Required action: Copy, word for word, the lines of the entries below between the one with "self.body.iter().filter_map(|b| match b" and the one with "paragraph per line.", inclusive, and leave out everything else.

The data:
- - -
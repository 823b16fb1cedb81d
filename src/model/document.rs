//! Document-level types.

use super::{Paragraph, StyleSheet};
use crate::xml::{Element, Node, XmlDocument};
use chrono::{DateTime, Utc};
use serde::{Deserialize, Serialize};
use std::fmt;

/// A word-processing document.
#[derive(Debug, Clone)]
pub struct Document {
    /// Core properties (title, author, etc.)
    pub metadata: Metadata,

    /// Style definitions
    pub styles: StyleSheet,

    /// Body content in order
    pub body: Vec<BodyContent>,

    /// Package the document was loaded from
    pub(crate) source: Option<Source>,
}

/// Parts of the loaded package needed to write the document back.
#[derive(Debug, Clone)]
pub(crate) struct Source {
    /// Every part of the zip, in archive order
    pub parts: Vec<Part>,

    /// Name of the main document part
    pub main_part: String,

    /// Main document XML with an emptied `w:body`
    pub shell: XmlDocument,

    /// Name of the core properties part, if any
    pub core_part: Option<String>,

    /// Name of the styles part, if any
    pub styles_part: Option<String>,
}

/// A raw package part.
#[derive(Debug, Clone)]
pub(crate) struct Part {
    pub name: String,
    pub data: Vec<u8>,
    pub compression: zip::CompressionMethod,
}

/// A child of `w:body`.
#[derive(Debug, Clone, PartialEq)]
pub enum BodyContent {
    /// A paragraph
    Paragraph(Paragraph),
    /// Anything else (tables, section properties), kept verbatim
    Other(Node),
}

impl Document {
    /// Create a new empty document with the canonical styles.
    pub fn new() -> Self {
        Self {
            metadata: Metadata::default(),
            styles: StyleSheet::builtin(),
            body: Vec::new(),
            source: None,
        }
    }

    pub(crate) fn body_from_nodes(nodes: Vec<Node>) -> Vec<BodyContent> {
        nodes
            .into_iter()
            .map(|node| match node {
                Node::Element(e) if e.name == "w:p" => BodyContent::Paragraph(Paragraph::from_element(e)),
                other => BodyContent::Other(other),
            })
            .collect()
    }

    pub(crate) fn body_to_element(&self, mut body: Element) -> Element {
        body.children = self
            .body
            .iter()
            .map(|item| match item {
                BodyContent::Paragraph(p) => Node::Element(p.to_element()),
                BodyContent::Other(node) => node.clone(),
            })
            .collect();
        body
    }

    /// Add a paragraph at the end of the body.
    pub fn add_paragraph(&mut self, paragraph: Paragraph) {
        self.body.push(BodyContent::Paragraph(paragraph));
    }

    /// Iterate over body-level paragraphs in order.
    pub fn paragraphs(&self) -> impl Iterator<Item = &Paragraph> {
        self.body.iter().filter_map(|b| match b {
            BodyContent::Paragraph(p) => Some(p),
            BodyContent::Other(_) => None,
        })
    }

    /// Iterate mutably over body-level paragraphs in order.
    pub fn paragraphs_mut(&mut self) -> impl Iterator<Item = &mut Paragraph> {
        self.body.iter_mut().filter_map(|b| match b {
            BodyContent::Paragraph(p) => Some(p),
            BodyContent::Other(_) => None,
        })
    }

    /// Number of paragraphs.
    pub fn paragraph_count(&self) -> usize {
        self.paragraphs().count()
    }

    /// Number of runs across all paragraphs.
    pub fn run_count(&self) -> usize {
        self.paragraphs().map(|p| p.runs().count()).sum()
    }

    /// Check if the document has no paragraphs.
    pub fn is_empty(&self) -> bool {
        self.paragraph_count() == 0
    }

    /// UI name of a paragraph's style.
    pub fn style_name(&self, paragraph: &Paragraph) -> String {
        self.styles.paragraph_style_name(paragraph.style_id())
    }

    /// Get plain text content of the document, one paragraph per line.
    pub fn plain_text(&self) -> String {
        self.paragraphs()
            .map(|p| p.text())
            .collect::<Vec<_>>()
            .join("\n")
    }
}

impl Default for Document {
    fn default() -> Self {
        Self::new()
    }
}

/// Named core-property fields.
#[derive(Debug, Clone, Copy, PartialEq, Eq, Hash, Serialize, Deserialize)]
#[serde(rename_all = "snake_case")]
pub enum MetadataField {
    /// Document title
    Title,
    /// Subject
    Subject,
    /// Author (creator)
    Author,
    /// Keywords
    Keywords,
    /// Comments (description)
    Comments,
    /// Last modified by
    LastModifiedBy,
    /// Category
    Category,
}

impl MetadataField {
    /// All text fields.
    pub const ALL: [MetadataField; 7] = [
        MetadataField::Title,
        MetadataField::Subject,
        MetadataField::Author,
        MetadataField::Keywords,
        MetadataField::Comments,
        MetadataField::LastModifiedBy,
        MetadataField::Category,
    ];

    /// Qualified element name in `docProps/core.xml`.
    pub fn element_name(self) -> &'static str {
        match self {
            MetadataField::Title => "dc:title",
            MetadataField::Subject => "dc:subject",
            MetadataField::Author => "dc:creator",
            MetadataField::Keywords => "cp:keywords",
            MetadataField::Comments => "dc:description",
            MetadataField::LastModifiedBy => "cp:lastModifiedBy",
            MetadataField::Category => "cp:category",
        }
    }
}

impl fmt::Display for MetadataField {
    fn fmt(&self, f: &mut fmt::Formatter<'_>) -> fmt::Result {
        let label = match self {
            MetadataField::Title => "Title",
            MetadataField::Subject => "Subject",
            MetadataField::Author => "Author",
            MetadataField::Keywords => "Keywords",
            MetadataField::Comments => "Comments",
            MetadataField::LastModifiedBy => "Last modified by",
            MetadataField::Category => "Category",
        };
        f.write_str(label)
    }
}

/// Document core properties.
#[derive(Debug, Clone, Default, PartialEq, Serialize, Deserialize)]
pub struct Metadata {
    /// Document title
    pub title: Option<String>,

    /// Document subject
    pub subject: Option<String>,

    /// Document author
    pub author: Option<String>,

    /// Keywords
    pub keywords: Option<String>,

    /// Comments
    pub comments: Option<String>,

    /// Last author to save the document
    pub last_modified_by: Option<String>,

    /// Category
    pub category: Option<String>,

    /// Creation date
    pub created: Option<DateTime<Utc>>,

    /// Last modification date
    pub modified: Option<DateTime<Utc>>,
}

impl Metadata {
    /// Parse `docProps/core.xml`.
    pub fn from_xml(xml: &XmlDocument) -> Self {
        let mut metadata = Self::default();
        for field in MetadataField::ALL {
            if let Some(element) = xml.root.child(field.element_name()) {
                metadata.set(field, Some(element.text()));
            }
        }
        metadata.created = read_date(xml, "dcterms:created");
        metadata.modified = read_date(xml, "dcterms:modified");
        metadata
    }

    /// Write text fields into an existing core-properties part.
    ///
    /// Fields present in the part are overwritten (cleared fields become
    /// empty elements); fields missing from the part are appended when set.
    pub(crate) fn apply_to_xml(&self, xml: &mut XmlDocument) {
        for field in MetadataField::ALL {
            let value = self.get(field).unwrap_or_default();
            match xml.root.child_mut(field.element_name()) {
                Some(element) => element.set_text(value),
                None if !value.is_empty() => xml.root.children.push(Node::Element(
                    Element::new(field.element_name()).with_text(value),
                )),
                None => {}
            }
        }
    }

    /// Get a text field.
    pub fn get(&self, field: MetadataField) -> Option<&str> {
        let value = match field {
            MetadataField::Title => &self.title,
            MetadataField::Subject => &self.subject,
            MetadataField::Author => &self.author,
            MetadataField::Keywords => &self.keywords,
            MetadataField::Comments => &self.comments,
            MetadataField::LastModifiedBy => &self.last_modified_by,
            MetadataField::Category => &self.category,
        };
        value.as_deref()
    }

    /// Set a text field.
    pub fn set(&mut self, field: MetadataField, value: Option<String>) {
        let slot = match field {
            MetadataField::Title => &mut self.title,
            MetadataField::Subject => &mut self.subject,
            MetadataField::Author => &mut self.author,
            MetadataField::Keywords => &mut self.keywords,
            MetadataField::Comments => &mut self.comments,
            MetadataField::LastModifiedBy => &mut self.last_modified_by,
            MetadataField::Category => &mut self.category,
        };
        *slot = value;
    }

    /// Clear a text field to empty.
    pub fn clear(&mut self, field: MetadataField) {
        self.set(field, Some(String::new()));
    }

    /// Fields that currently hold a non-empty value.
    pub fn populated_fields(&self) -> Vec<MetadataField> {
        MetadataField::ALL
            .into_iter()
            .filter(|f| self.get(*f).is_some_and(|v| !v.is_empty()))
            .collect()
    }
}

fn read_date(xml: &XmlDocument, name: &str) -> Option<DateTime<Utc>> {
    let text = xml.root.child(name)?.text();
    match DateTime::parse_from_rfc3339(text.trim()) {
        Ok(date) => Some(date.with_timezone(&Utc)),
        Err(e) => {
            log::warn!("Ignoring unreadable {} date {:?}: {}", name, text, e);
            None
        }
    }
}

#[cfg(test)]
mod tests {
    use super::*;

    const CORE: &str = r#"<cp:coreProperties xmlns:cp="urn:cp" xmlns:dc="urn:dc" xmlns:dcterms="urn:dcterms"><dc:title>Report</dc:title><dc:creator>Jane Roe</dc:creator><cp:lastModifiedBy>Sam</cp:lastModifiedBy><dcterms:created>2024-03-01T10:00:00Z</dcterms:created><dcterms:modified>garbage</dcterms:modified></cp:coreProperties>"#;

    #[test]
    fn test_document_new() {
        let doc = Document::new();
        assert!(doc.is_empty());
        assert_eq!(doc.run_count(), 0);
        assert!(doc.styles.default_paragraph_style().is_some());
    }

    #[test]
    fn test_plain_text() {
        let mut doc = Document::new();
        doc.add_paragraph(Paragraph::with_text("One"));
        doc.add_paragraph(Paragraph::with_text("Two"));
        assert_eq!(doc.plain_text(), "One\nTwo");
        assert_eq!(doc.paragraph_count(), 2);
    }

    #[test]
    fn test_metadata_from_xml() {
        let xml = XmlDocument::parse(CORE.as_bytes()).unwrap();
        let metadata = Metadata::from_xml(&xml);
        assert_eq!(metadata.title.as_deref(), Some("Report"));
        assert_eq!(metadata.author.as_deref(), Some("Jane Roe"));
        assert_eq!(metadata.keywords, None);
        assert!(metadata.created.is_some());
        assert!(metadata.modified.is_none());
    }

    #[test]
    fn test_metadata_apply_clears_present_fields() {
        let mut xml = XmlDocument::parse(CORE.as_bytes()).unwrap();
        let mut metadata = Metadata::from_xml(&xml);
        metadata.clear(MetadataField::Author);
        metadata.clear(MetadataField::Keywords);
        metadata.apply_to_xml(&mut xml);

        assert_eq!(xml.root.child("dc:creator").unwrap().text(), "");
        assert!(xml.root.child("cp:keywords").is_none());
        assert_eq!(xml.root.child("dc:title").unwrap().text(), "Report");
    }

    #[test]
    fn test_populated_fields() {
        let mut metadata = Metadata::default();
        metadata.title = Some("T".to_string());
        metadata.comments = Some(String::new());
        assert_eq!(metadata.populated_fields(), vec![MetadataField::Title]);
    }
}
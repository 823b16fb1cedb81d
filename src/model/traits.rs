//! Preserved emphasis traits.

use serde::{Deserialize, Serialize};
use std::fmt;

/// One of the four emphasis traits that survive normalization.
#[derive(Debug, Clone, Copy, PartialEq, Eq, Hash, PartialOrd, Ord, Serialize, Deserialize)]
pub enum Trait {
    /// Bold text
    Bold,
    /// Italic text
    Italic,
    /// Underlined text
    Underline,
    /// Strikethrough text
    Strikethrough,
}

impl Trait {
    /// All traits in label order.
    pub const ALL: [Trait; 4] = [
        Trait::Bold,
        Trait::Italic,
        Trait::Underline,
        Trait::Strikethrough,
    ];

    /// Human-readable label.
    pub fn label(self) -> &'static str {
        match self {
            Trait::Bold => "Bold",
            Trait::Italic => "Italic",
            Trait::Underline => "Underline",
            Trait::Strikethrough => "Strikethrough",
        }
    }
}

impl fmt::Display for Trait {
    fn fmt(&self, f: &mut fmt::Formatter<'_>) -> fmt::Result {
        f.write_str(self.label())
    }
}

/// Snapshot of a run's emphasis traits.
#[derive(Debug, Clone, Copy, Default, PartialEq, Eq, Hash, Serialize, Deserialize)]
pub struct TraitSet {
    /// Bold text
    pub bold: bool,

    /// Italic text
    pub italic: bool,

    /// Underlined text
    pub underline: bool,

    /// Strikethrough text
    pub strikethrough: bool,
}

impl TraitSet {
    /// A set with no active traits.
    pub const NONE: TraitSet = TraitSet {
        bold: false,
        italic: false,
        underline: false,
        strikethrough: false,
    };

    /// Build a set from a list of active traits.
    pub fn from_traits(traits: &[Trait]) -> Self {
        let mut set = Self::NONE;
        for t in traits {
            set.set(*t, true);
        }
        set
    }

    /// Check a single trait.
    pub fn has(&self, t: Trait) -> bool {
        match t {
            Trait::Bold => self.bold,
            Trait::Italic => self.italic,
            Trait::Underline => self.underline,
            Trait::Strikethrough => self.strikethrough,
        }
    }

    /// Turn a single trait on or off.
    pub fn set(&mut self, t: Trait, on: bool) {
        match t {
            Trait::Bold => self.bold = on,
            Trait::Italic => self.italic = on,
            Trait::Underline => self.underline = on,
            Trait::Strikethrough => self.strikethrough = on,
        }
    }

    /// Active traits in label order.
    pub fn active(&self) -> Vec<Trait> {
        Trait::ALL.into_iter().filter(|t| self.has(*t)).collect()
    }

    /// Check if any trait is active.
    pub fn any(&self) -> bool {
        self.bold || self.italic || self.underline || self.strikethrough
    }
}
- - -
Result for this exercise:
        self.body.iter().filter_map(|b| match b {
            BodyContent::Paragraph(p) => Some(p),
            BodyContent::Other(_) => None,
        })
    }

    /// Iterate mutably over body-level paragraphs in order.
    pub fn paragraphs_mut(&mut self) -> impl Iterator<Item = &mut Paragraph> {
        self.body.iter_mut().filter_map(|b| match b {
            BodyContent::Paragraph(p) => Some(p),
            BodyContent::Other(_) => None,
        })
    }

    /// Number of paragraphs.
    pub fn paragraph_count(&self) -> usize {
        self.paragraphs().count()
    }

    /// Number of runs across all paragraphs.
    pub fn run_count(&self) -> usize {
        self.paragraphs().map(|p| p.runs().count()).sum()
    }

    /// Check if the document has no paragraphs.
    pub fn is_empty(&self) -> bool {
        self.paragraph_count() == 0
    }

    /// UI name of a paragraph's style.
    pub fn style_name(&self, paragraph: &Paragraph) -> String {
        self.styles.paragraph_style_name(paragraph.style_id())
    }

    /// Get plain text content of the document, one paragraph per line.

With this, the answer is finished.